*DIRECTIONS FOR THIS TASK*.
Return exactly and only these lines: the first of the listing through the one containing "within the timeout.".
(INFORMATION PROVIDED Opens)
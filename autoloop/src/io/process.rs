//! Child processes with timeouts and bounded output.

use std::io::Read;
use std::path::Path;
use std::process::{Command, ExitStatus, Stdio};
use std::thread;
use std::time::Duration;

use anyhow::{Context, Result, anyhow};
use tracing::{debug, error, instrument, warn};
use wait_timeout::ChildExt;

/// Captured child process output.
#[derive(Debug)]
pub struct CommandOutput {
    pub status: ExitStatus,
    pub stdout: Vec<u8>,
    pub stderr: Vec<u8>,
    pub truncated_bytes: usize,
    pub timed_out: bool,
}

impl CommandOutput {
    /// Exited zero within the timeout.
    pub fn succeeded(&self) -> bool {
        !self.timed_out && self.status.success()
    }

    /// stdout then stderr as lossy UTF-8, with truncation/timeout notes appended.
    pub fn combined_text(&self) -> String {
        let mut text = String::from_utf8_lossy(&self.stdout).into_owned();
        let stderr = String::from_utf8_lossy(&self.stderr);
        if !stderr.trim().is_empty() {
            if !text.is_empty() && !text.ends_with('\n') {
                text.push('\n');
            }
            text.push_str(&stderr);
        }
        if self.truncated_bytes > 0 {
            text.push_str(&format!("\n[output truncated {} bytes]\n", self.truncated_bytes));
        }
        if self.timed_out {
            text.push_str("\n[timed out]\n");
        }
        text
    }
}

/// `sh -c <command>` in `workdir`.
pub fn shell_command(command: &str, workdir: &Path) -> Command {
    let mut cmd = Command::new("sh");
    cmd.arg("-c").arg(command).current_dir(workdir);
    cmd
}

/// Run a command with a timeout, draining stdout/stderr concurrently so the
/// child never blocks on a full pipe. Bytes beyond `output_limit_bytes` per
/// stream are discarded. A timeout kills the child and is reported in
/// `timed_out`, not as an error.
#[instrument(skip_all, fields(timeout_secs = timeout.as_secs(), output_limit_bytes))]
pub fn run_command_with_timeout(
    mut cmd: Command,
    timeout: Duration,
    output_limit_bytes: usize,
) -> Result<CommandOutput> {
    cmd.stdin(Stdio::null())
        .stdout(Stdio::piped())
        .stderr(Stdio::piped());

    debug!("spawning child process");
    let mut child = match cmd.spawn() {
        Ok(c) => c,
        Err(e) => {
            error!(err = %e, "failed to spawn command");
            return Err(e).context("spawn command");
        }
    };

    let stdout = child
        .stdout
        .take()
        .ok_or_else(|| anyhow!("stdout was not piped"))?;
    let stderr = child
        .stderr
        .take()
        .ok_or_else(|| anyhow!("stderr was not piped"))?;

    let stdout_handle = thread::spawn(move || read_stream_limited(stdout, output_limit_bytes));
    let stderr_handle = thread::spawn(move || read_stream_limited(stderr, output_limit_bytes));

    let mut timed_out = false;
    let status = match child.wait_timeout(timeout).context("wait for command")? {
        Some(status) => status,
        None => {
            warn!(timeout_secs = timeout.as_secs(), "command timed out, killing");
            timed_out = true;
            child.kill().context("kill command")?;
            child.wait().context("wait command after kill")?
        }
    };

    let (stdout, stdout_truncated) = join_output(stdout_handle).context("join stdout")?;
    let (stderr, stderr_truncated) = join_output(stderr_handle).context("join stderr")?;
    let truncated_bytes = stdout_truncated + stderr_truncated;
    if truncated_bytes > 0 {
        warn!(truncated_bytes, "output truncated");
    }

    debug!(exit_code = ?status.code(), timed_out, "command finished");
    Ok(CommandOutput {
        status,
        stdout,
        stderr,
        truncated_bytes,
        timed_out,
    })
}

pub(crate) fn join_output<T>(handle: thread::JoinHandle<Result<T>>) -> Result<T> {
    match handle.join() {
        Ok(result) => result,
        Err(_) => Err(anyhow!("output reader thread panicked")),
    }
}

pub(crate) fn read_stream_limited<R: Read>(mut reader: R, limit: usize) -> Result<(Vec<u8>, usize)> {
    let mut buf = Vec::new();
    let mut truncated = 0usize;
    let mut chunk = [0u8; 8192];

    loop {
        let n = reader.read(&mut chunk).context("read output")?;
        if n == 0 {
            break;
        }
        let remaining = limit.saturating_sub(buf.len());
        let keep = n.min(remaining);
        buf.extend_from_slice(&chunk[..keep]);
        truncated += n - keep;
    }

    Ok((buf, truncated))
}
(INFORMATION PROVIDED Closes)
*ANSWER TO THE EXERCISE*.
filename autoloop/src/io/process.rs
//! Child processes with timeouts and bounded output.

use std::io::Read;
use std::path::Path;
use std::process::{Command, ExitStatus, Stdio};
use std::thread;
use std::time::Duration;

use anyhow::{Context, Result, anyhow};
use tracing::{debug, error, instrument, warn};
use wait_timeout::ChildExt;

/// Captured child process output.
#[derive(Debug)]
pub struct CommandOutput {
    pub status: ExitStatus,
    pub stdout: Vec<u8>,
    pub stderr: Vec<u8>,
    pub truncated_bytes: usize,
    pub timed_out: bool,
}

impl CommandOutput {
    /// Exited zero within the timeout.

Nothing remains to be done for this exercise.